* **Task description**
Where the records below show a line containing "InterviewScore = serde_json::from_value(score_json()).unwrap();", start copying; end with the line containing "let parse = |s: &str|", and copy it too.

Saved data entries
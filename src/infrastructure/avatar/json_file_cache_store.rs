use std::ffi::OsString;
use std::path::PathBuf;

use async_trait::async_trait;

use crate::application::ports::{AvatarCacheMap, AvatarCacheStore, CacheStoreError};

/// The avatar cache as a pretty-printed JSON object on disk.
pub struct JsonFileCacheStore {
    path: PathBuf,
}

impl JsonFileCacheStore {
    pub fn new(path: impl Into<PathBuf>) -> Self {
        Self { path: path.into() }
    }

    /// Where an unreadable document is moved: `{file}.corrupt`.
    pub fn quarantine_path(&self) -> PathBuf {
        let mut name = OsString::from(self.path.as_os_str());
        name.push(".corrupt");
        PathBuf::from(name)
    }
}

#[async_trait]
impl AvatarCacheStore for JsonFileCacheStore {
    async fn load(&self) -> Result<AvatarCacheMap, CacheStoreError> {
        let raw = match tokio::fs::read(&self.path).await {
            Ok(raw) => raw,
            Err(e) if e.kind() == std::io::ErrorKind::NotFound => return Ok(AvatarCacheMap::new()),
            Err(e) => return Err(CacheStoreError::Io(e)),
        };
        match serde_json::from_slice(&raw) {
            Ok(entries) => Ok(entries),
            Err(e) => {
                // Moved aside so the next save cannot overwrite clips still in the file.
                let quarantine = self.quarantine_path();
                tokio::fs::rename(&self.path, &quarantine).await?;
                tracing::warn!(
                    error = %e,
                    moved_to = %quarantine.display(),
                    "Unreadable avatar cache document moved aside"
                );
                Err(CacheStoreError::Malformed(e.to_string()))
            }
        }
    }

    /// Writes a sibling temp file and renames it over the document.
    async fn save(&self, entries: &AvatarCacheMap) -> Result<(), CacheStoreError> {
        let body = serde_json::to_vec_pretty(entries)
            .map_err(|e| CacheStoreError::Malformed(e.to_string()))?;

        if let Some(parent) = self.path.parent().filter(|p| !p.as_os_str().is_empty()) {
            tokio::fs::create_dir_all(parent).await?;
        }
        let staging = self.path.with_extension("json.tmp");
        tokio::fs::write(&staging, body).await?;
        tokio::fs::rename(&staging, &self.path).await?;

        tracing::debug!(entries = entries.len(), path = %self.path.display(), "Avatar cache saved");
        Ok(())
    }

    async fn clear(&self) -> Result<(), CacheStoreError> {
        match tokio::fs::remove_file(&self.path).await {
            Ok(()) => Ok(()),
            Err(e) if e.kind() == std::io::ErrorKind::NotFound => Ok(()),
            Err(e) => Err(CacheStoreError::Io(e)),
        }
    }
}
==
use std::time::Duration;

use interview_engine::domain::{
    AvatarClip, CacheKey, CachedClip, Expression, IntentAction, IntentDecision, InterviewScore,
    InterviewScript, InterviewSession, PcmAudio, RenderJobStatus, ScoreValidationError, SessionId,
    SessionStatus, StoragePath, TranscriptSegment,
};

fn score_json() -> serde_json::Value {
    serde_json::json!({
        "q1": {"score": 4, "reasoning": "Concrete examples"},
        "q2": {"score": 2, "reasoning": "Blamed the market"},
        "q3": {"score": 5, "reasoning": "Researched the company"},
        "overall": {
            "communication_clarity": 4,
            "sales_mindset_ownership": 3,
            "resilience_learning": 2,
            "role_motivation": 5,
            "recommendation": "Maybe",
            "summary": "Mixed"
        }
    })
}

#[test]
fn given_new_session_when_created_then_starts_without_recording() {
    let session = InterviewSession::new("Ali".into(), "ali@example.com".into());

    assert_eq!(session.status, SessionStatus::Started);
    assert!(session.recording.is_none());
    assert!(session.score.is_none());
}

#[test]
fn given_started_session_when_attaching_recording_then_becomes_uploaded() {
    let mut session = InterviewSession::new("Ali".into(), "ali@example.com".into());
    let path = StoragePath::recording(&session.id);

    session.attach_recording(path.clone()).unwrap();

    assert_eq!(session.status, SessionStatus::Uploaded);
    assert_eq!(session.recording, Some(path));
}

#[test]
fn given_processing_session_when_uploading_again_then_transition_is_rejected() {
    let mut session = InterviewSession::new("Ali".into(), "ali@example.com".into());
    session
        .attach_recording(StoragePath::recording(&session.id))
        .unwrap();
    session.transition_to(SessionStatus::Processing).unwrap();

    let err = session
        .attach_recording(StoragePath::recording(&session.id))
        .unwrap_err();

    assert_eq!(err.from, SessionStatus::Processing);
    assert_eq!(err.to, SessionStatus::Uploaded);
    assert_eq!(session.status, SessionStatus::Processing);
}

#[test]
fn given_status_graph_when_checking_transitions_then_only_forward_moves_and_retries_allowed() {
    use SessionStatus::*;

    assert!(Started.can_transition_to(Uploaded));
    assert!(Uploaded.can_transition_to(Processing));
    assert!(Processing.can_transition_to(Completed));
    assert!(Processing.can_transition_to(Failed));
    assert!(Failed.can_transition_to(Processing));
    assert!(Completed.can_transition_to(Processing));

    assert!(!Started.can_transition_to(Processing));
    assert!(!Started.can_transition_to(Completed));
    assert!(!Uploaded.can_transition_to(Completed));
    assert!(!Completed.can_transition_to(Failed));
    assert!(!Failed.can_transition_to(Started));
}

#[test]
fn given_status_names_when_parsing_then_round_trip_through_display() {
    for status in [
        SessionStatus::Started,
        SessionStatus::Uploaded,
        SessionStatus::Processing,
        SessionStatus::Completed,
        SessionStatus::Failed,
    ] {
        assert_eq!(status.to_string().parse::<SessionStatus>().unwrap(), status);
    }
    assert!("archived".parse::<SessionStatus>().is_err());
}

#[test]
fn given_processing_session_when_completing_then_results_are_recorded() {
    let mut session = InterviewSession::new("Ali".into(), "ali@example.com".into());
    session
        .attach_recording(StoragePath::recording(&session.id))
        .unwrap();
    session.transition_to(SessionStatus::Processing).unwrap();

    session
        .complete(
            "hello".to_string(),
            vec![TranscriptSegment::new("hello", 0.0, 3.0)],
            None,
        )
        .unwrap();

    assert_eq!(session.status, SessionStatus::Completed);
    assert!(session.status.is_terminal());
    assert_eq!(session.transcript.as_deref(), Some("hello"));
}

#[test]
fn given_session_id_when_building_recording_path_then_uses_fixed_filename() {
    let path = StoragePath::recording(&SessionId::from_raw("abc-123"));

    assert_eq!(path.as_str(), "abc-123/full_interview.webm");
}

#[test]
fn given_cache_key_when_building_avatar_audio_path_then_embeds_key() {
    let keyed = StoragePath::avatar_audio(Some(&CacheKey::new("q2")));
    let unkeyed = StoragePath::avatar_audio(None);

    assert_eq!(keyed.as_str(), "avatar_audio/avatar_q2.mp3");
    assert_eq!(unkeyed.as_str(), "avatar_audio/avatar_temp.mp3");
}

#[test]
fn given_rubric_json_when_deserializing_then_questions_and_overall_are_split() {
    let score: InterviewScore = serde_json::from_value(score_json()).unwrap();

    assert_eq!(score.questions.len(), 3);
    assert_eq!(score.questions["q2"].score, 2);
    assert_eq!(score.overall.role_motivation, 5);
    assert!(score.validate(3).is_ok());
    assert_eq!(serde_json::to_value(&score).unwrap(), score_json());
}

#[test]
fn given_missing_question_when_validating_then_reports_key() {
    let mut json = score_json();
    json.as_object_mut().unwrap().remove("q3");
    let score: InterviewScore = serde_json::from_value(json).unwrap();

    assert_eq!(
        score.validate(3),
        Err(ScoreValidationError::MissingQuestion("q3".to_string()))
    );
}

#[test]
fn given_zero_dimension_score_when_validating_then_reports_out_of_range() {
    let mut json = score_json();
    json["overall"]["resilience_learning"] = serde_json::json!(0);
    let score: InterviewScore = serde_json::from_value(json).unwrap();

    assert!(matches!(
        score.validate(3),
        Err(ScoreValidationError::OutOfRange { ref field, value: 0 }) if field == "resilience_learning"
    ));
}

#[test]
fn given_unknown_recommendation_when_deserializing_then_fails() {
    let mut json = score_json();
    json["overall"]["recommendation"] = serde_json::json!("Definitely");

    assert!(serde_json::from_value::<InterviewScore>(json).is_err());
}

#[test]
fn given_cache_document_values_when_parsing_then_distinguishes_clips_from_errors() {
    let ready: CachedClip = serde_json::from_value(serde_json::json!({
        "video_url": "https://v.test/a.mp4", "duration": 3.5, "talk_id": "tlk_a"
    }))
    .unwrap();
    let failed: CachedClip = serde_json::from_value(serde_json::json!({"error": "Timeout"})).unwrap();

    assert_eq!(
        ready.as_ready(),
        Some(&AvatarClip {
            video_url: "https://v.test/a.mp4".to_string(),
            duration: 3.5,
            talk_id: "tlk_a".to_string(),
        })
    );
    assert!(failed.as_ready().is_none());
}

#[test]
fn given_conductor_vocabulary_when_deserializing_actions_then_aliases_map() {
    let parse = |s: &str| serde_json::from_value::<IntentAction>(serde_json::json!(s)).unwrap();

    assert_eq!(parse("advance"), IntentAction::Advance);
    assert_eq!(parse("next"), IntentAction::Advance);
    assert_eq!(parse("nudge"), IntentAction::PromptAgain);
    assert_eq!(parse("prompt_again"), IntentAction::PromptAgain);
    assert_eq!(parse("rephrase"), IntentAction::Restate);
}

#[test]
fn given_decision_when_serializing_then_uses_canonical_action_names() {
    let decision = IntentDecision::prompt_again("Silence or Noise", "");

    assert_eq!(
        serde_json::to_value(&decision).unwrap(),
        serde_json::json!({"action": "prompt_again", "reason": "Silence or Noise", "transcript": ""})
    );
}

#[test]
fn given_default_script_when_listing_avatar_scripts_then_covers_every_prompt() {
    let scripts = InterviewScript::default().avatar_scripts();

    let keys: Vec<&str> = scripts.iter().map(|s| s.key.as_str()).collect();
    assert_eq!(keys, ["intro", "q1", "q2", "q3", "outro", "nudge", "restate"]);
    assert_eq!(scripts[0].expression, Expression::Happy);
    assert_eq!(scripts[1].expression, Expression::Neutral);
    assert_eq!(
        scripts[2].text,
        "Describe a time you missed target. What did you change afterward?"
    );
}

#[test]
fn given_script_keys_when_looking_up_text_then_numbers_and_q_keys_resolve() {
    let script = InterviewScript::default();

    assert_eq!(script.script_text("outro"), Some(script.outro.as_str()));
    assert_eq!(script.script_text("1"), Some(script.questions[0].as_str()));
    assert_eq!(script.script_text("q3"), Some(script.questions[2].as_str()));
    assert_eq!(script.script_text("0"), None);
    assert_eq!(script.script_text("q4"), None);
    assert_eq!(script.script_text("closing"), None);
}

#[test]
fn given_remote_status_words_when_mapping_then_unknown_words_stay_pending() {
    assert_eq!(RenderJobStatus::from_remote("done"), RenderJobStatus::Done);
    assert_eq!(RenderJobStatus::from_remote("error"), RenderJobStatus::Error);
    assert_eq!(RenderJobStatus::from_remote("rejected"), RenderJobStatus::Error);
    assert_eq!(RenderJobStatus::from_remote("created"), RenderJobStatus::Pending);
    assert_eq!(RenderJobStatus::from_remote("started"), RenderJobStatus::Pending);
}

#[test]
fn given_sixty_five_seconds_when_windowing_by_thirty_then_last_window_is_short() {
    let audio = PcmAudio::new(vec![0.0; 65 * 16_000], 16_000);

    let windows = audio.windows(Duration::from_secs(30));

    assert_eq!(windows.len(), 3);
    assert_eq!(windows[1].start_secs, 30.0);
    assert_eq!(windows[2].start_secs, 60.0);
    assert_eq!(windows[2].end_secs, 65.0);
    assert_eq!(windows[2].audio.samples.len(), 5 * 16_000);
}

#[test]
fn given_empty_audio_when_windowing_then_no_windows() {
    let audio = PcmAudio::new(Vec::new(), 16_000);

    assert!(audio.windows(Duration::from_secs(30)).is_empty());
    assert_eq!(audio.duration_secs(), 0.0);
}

* **Output for this task**
    let score: InterviewScore = serde_json::from_value(score_json()).unwrap();

    assert_eq!(score.questions.len(), 3);
    assert_eq!(score.questions["q2"].score, 2);
    assert_eq!(score.overall.role_motivation, 5);
    assert!(score.validate(3).is_ok());
    assert_eq!(serde_json::to_value(&score).unwrap(), score_json());
}

#[test]
fn given_missing_question_when_validating_then_reports_key() {
    let mut json = score_json();
    json.as_object_mut().unwrap().remove("q3");
    let score: InterviewScore = serde_json::from_value(json).unwrap();

    assert_eq!(
        score.validate(3),
        Err(ScoreValidationError::MissingQuestion("q3".to_string()))
    );
}

#[test]
fn given_zero_dimension_score_when_validating_then_reports_out_of_range() {
    let mut json = score_json();
    json["overall"]["resilience_learning"] = serde_json::json!(0);
    let score: InterviewScore = serde_json::from_value(json).unwrap();

    assert!(matches!(
        score.validate(3),
        Err(ScoreValidationError::OutOfRange { ref field, value: 0 }) if field == "resilience_learning"
    ));
}

#[test]
fn given_unknown_recommendation_when_deserializing_then_fails() {
    let mut json = score_json();
    json["overall"]["recommendation"] = serde_json::json!("Definitely");

    assert!(serde_json::from_value::<InterviewScore>(json).is_err());
}

#[test]
fn given_cache_document_values_when_parsing_then_distinguishes_clips_from_errors() {
    let ready: CachedClip = serde_json::from_value(serde_json::json!({
        "video_url": "https://v.test/a.mp4", "duration": 3.5, "talk_id": "tlk_a"
    }))
    .unwrap();
    let failed: CachedClip = serde_json::from_value(serde_json::json!({"error": "Timeout"})).unwrap();

    assert_eq!(
        ready.as_ready(),
        Some(&AvatarClip {
            video_url: "https://v.test/a.mp4".to_string(),
            duration: 3.5,
            talk_id: "tlk_a".to_string(),
        })
    );
    assert!(failed.as_ready().is_none());
}

#[test]
fn given_conductor_vocabulary_when_deserializing_actions_then_aliases_map() {
    let parse = |s: &str| serde_json::from_value::<IntentAction>(serde_json::json!(s)).unwrap();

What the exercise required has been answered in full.